In a setback for the emerging field of psychedelic therapies, a U.S. Food and Drug Administration advisory panel voted against approving an MDMA-based treatment for post-traumatic stress disorder (PTSD). The panel expressed concerns about the trial design, data collection, and potential risks associated with the drug, commonly known as ecstasy. Jessica Reyes and Patricia Wu discuss the story with psychologist, Dr. Catherine Bailey.
Setback for MDMA therapy
While advocates have long championed MDMA’s therapeutic potential, the panel determined that the available evidence did not sufficiently demonstrate the treatment’s effectiveness in PTSD patients. Concerns were also raised about inappropriate therapist behavior in a mid-stage study and the lack of documentation of abuse-related adverse events.

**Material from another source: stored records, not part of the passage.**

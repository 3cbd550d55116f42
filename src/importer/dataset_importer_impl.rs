// ==========================================
// Núcleo BI Cartorial - Pipeline de importação
// ==========================================
// Ordem fixa das etapas:
//   leitura -> abertura do log -> arquivo vazio -> layout ->
//   normalização -> modo de carga -> persistência -> fechamento
// O log abre como PROCESSING com o total lido e fecha exatamente
// uma vez com status terminal, em qualquer caminho de saída.
// Arquivo vazio é benigno: fecha como NO_DATA e o chamador recebe
// um resultado de sucesso sem registros.
// ==========================================

use async_trait::async_trait;
use rusqlite::Connection;
use std::path::Path;
use std::sync::{Arc, Mutex};
use std::time::Instant;
use tracing::{debug, info, instrument, warn};
use uuid::Uuid;

use crate::auth::CredentialVerifier;
use crate::config::{DatasetCatalog, DatasetConfig};
use crate::domain::codes::{ErrorCode, SuccessCode};
use crate::domain::identity::Identity;
use crate::domain::import_log::NewImportLog;
use crate::domain::types::ImportStatus;
use crate::repository::{DatasetRepository, ImportLogRepository};

use super::dataset_importer_trait::{DatasetImporter, ImportOutcome, ImportRequest};
use super::error::ImportError;
use super::file_parser::{FileParser, RawTable, UniversalFileParser};
use super::load_mode::LoadModeController;
use super::normalizer::Normalizer;
use super::schema_validator::SchemaValidator;

// ==========================================
// DatasetImporterImpl
// ==========================================
pub struct DatasetImporterImpl {
    catalogo: Arc<DatasetCatalog>,
    parser: Box<dyn FileParser>,
    gate: LoadModeController,
    datasets: DatasetRepository,
    logs: ImportLogRepository,
}

impl DatasetImporterImpl {
    pub fn new(
        conn: Arc<Mutex<Connection>>,
        catalogo: Arc<DatasetCatalog>,
        verifier: Arc<dyn CredentialVerifier>,
    ) -> Self {
        Self {
            catalogo,
            parser: Box::new(UniversalFileParser),
            gate: LoadModeController::new(verifier),
            datasets: DatasetRepository::new(conn.clone()),
            logs: ImportLogRepository::new(conn),
        }
    }

    /// Resolve o catálogo e lê o arquivo. Roda antes da abertura
    /// do log porque o total de linhas lido faz parte da abertura.
    fn preparar(&self, pedido: &ImportRequest) -> Result<(&DatasetConfig, RawTable), ImportError> {
        let config = self.catalogo.get(pedido.tipo_arquivo).ok_or_else(|| {
            ImportError::DatasetNotConfigured {
                tipo_arquivo: pedido.tipo_arquivo.to_string(),
            }
        })?;
        let raw = self.parser.parse(&pedido.caminho_arquivo)?;
        Ok((config, raw))
    }

    /// Etapas entre a abertura e o fechamento do log.
    async fn executar(
        &self,
        identity: &Identity,
        pedido: &ImportRequest,
        config: &DatasetConfig,
        raw: &RawTable,
    ) -> Result<i64, ImportError> {
        if raw.rows.is_empty() {
            return Err(ImportError::EmptyFile { detalhe: None });
        }

        SchemaValidator::validar(&raw.columns, config)?;

        let lote = Normalizer::normalizar(raw, config);
        debug!(
            linhas_lidas = raw.rows.len(),
            registros_validos = lote.len(),
            "lote normalizado"
        );
        if lote.is_empty() {
            return Err(ImportError::EmptyFile {
                detalhe: Some("nenhum registro válido após as coerções".to_string()),
            });
        }

        self.gate
            .autorizar(
                config,
                pedido.modo_importacao,
                &identity.usuario_email,
                pedido.senha_confirmacao.as_deref(),
            )
            .await?;

        let processados = self.datasets.persist(
            &lote,
            pedido.modo_importacao,
            pedido.contrato_id,
            pedido.sistema_origem_id,
            config,
        )?;
        Ok(processados as i64)
    }
}

#[async_trait]
impl DatasetImporter for DatasetImporterImpl {
    #[instrument(skip(self, identity, pedido))]
    async fn importar_arquivo(
        &self,
        identity: &Identity,
        pedido: ImportRequest,
    ) -> Result<ImportOutcome, ImportError> {
        let inicio = Instant::now();
        let import_id = Uuid::new_v4();
        let arquivo = nome_do_arquivo(&pedido.caminho_arquivo);

        info!(
            import_id = %import_id,
            arquivo = %arquivo,
            tipo_arquivo = %pedido.tipo_arquivo,
            modo = %pedido.modo_importacao,
            contrato_id = pedido.contrato_id,
            usuario = %identity.usuario_email,
            "iniciando importação"
        );

        let preparo = self.preparar(&pedido);
        let registros_lidos = preparo
            .as_ref()
            .map(|(_, raw)| raw.rows.len() as i64)
            .unwrap_or(0);
        // A dimensão global é auditada sem sistema de origem
        let sistema_log = match &preparo {
            Ok((config, _)) if config.is_dimensao() => None,
            _ => pedido.sistema_origem_id,
        };

        // A abertura precisa existir antes de qualquer efeito
        // visível; falha aqui aborta a tentativa inteira.
        let log_id = self.logs.open(&NewImportLog {
            contrato_id: pedido.contrato_id,
            sistema_origem_id: sistema_log,
            usuario_id: identity.usuario_id,
            usuario_email: identity.usuario_email.clone(),
            tipo_arquivo: pedido.tipo_arquivo,
            modo_importacao: pedido.modo_importacao,
            nome_arquivo: arquivo.clone(),
            total_registros: registros_lidos,
        })?;

        let resultado = match preparo {
            Ok((config, raw)) => self.executar(identity, &pedido, config, &raw).await,
            Err(e) => Err(e),
        };

        match resultado {
            Ok(processados) => {
                self.logs.close(
                    log_id,
                    ImportStatus::Success,
                    processados,
                    Some(SuccessCode::ImportSuccess.as_str()),
                    None,
                    Some(SuccessCode::ImportSuccess.mensagem()),
                )?;
                let elapsed_ms = inicio.elapsed().as_millis() as u64;
                info!(
                    import_id = %import_id,
                    log_id,
                    registros_lidos,
                    processados,
                    elapsed_ms,
                    "importação concluída"
                );
                Ok(ImportOutcome {
                    import_id,
                    log_id,
                    arquivo,
                    tipo_arquivo: pedido.tipo_arquivo,
                    modo_importacao: pedido.modo_importacao,
                    registros_lidos,
                    registros_processados: processados,
                    status: ImportStatus::Success,
                    success_code: SuccessCode::ImportSuccess,
                    elapsed_ms,
                })
            }
            Err(ImportError::EmptyFile { detalhe }) => {
                // NO_DATA carrega os dois códigos: o de sucesso para
                // o chamador e o do catálogo de erro para a triagem
                let mensagem = detalhe
                    .unwrap_or_else(|| ErrorCode::EmptyFile.mensagem().to_string());
                self.logs.close(
                    log_id,
                    ImportStatus::NoData,
                    0,
                    Some(SuccessCode::ImportNoData.as_str()),
                    Some(ErrorCode::EmptyFile.as_str()),
                    Some(&mensagem),
                )?;
                let elapsed_ms = inicio.elapsed().as_millis() as u64;
                info!(import_id = %import_id, log_id, "arquivo sem registros, NO_DATA");
                Ok(ImportOutcome {
                    import_id,
                    log_id,
                    arquivo,
                    tipo_arquivo: pedido.tipo_arquivo,
                    modo_importacao: pedido.modo_importacao,
                    registros_lidos,
                    registros_processados: 0,
                    status: ImportStatus::NoData,
                    success_code: SuccessCode::ImportNoData,
                    elapsed_ms,
                })
            }
            Err(erro) => {
                let codigo = erro.error_code();
                let mensagem = erro.to_string();
                // O erro do pipeline prevalece sobre uma falha no
                // fechamento do log
                if let Err(falha_log) = self.logs.close(
                    log_id,
                    ImportStatus::Error,
                    0,
                    None,
                    Some(codigo.as_str()),
                    Some(&mensagem),
                ) {
                    warn!(
                        import_id = %import_id,
                        log_id,
                        erro = %falha_log,
                        "falha ao fechar o log de importação"
                    );
                }
                warn!(
                    import_id = %import_id,
                    log_id,
                    error_code = codigo.as_str(),
                    erro = %mensagem,
                    "importação falhou"
                );
                Err(erro)
            }
        }
    }

    async fn importar_lote(
        &self,
        identity: &Identity,
        pedidos: Vec<ImportRequest>,
    ) -> Vec<Result<ImportOutcome, ImportError>> {
        info!(total_arquivos = pedidos.len(), "iniciando importação em lote");

        let tarefas: Vec<_> = pedidos
            .into_iter()
            .map(|pedido| self.importar_arquivo(identity, pedido))
            .collect();
        futures::future::join_all(tarefas).await
    }
}

fn nome_do_arquivo(caminho: &Path) -> String {
    caminho
        .file_name()
        .map(|n| n.to_string_lossy().to_string())
        .unwrap_or_else(|| caminho.display().to_string())
}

The urgency for effective PTSD treatment
Despite these concerns, more than 190 patients who received MDMA alongside therapy showed a significant reduction in PTSD scores compared to those receiving a placebo. Lykos Therapeutics, the maker of the MDMA capsule, expressed disappointment in the vote, citing the urgent need for effective PTSD treatments.
Dr. Bailey’s takeaways
Dr. Baily acknowledges that the FDA’s decision comes as a disappointment to many, she believes that the panel professionally acted with due diligence. While the FDA isn’t required to follow the panel’s decision, it usually does, with a final decision most likely being announced in August. It’s possible that new findings could lead to a different decision in the Future, but Dr. Bailey recognizes that the panel could not, in good conscience, approve the treatment at this time.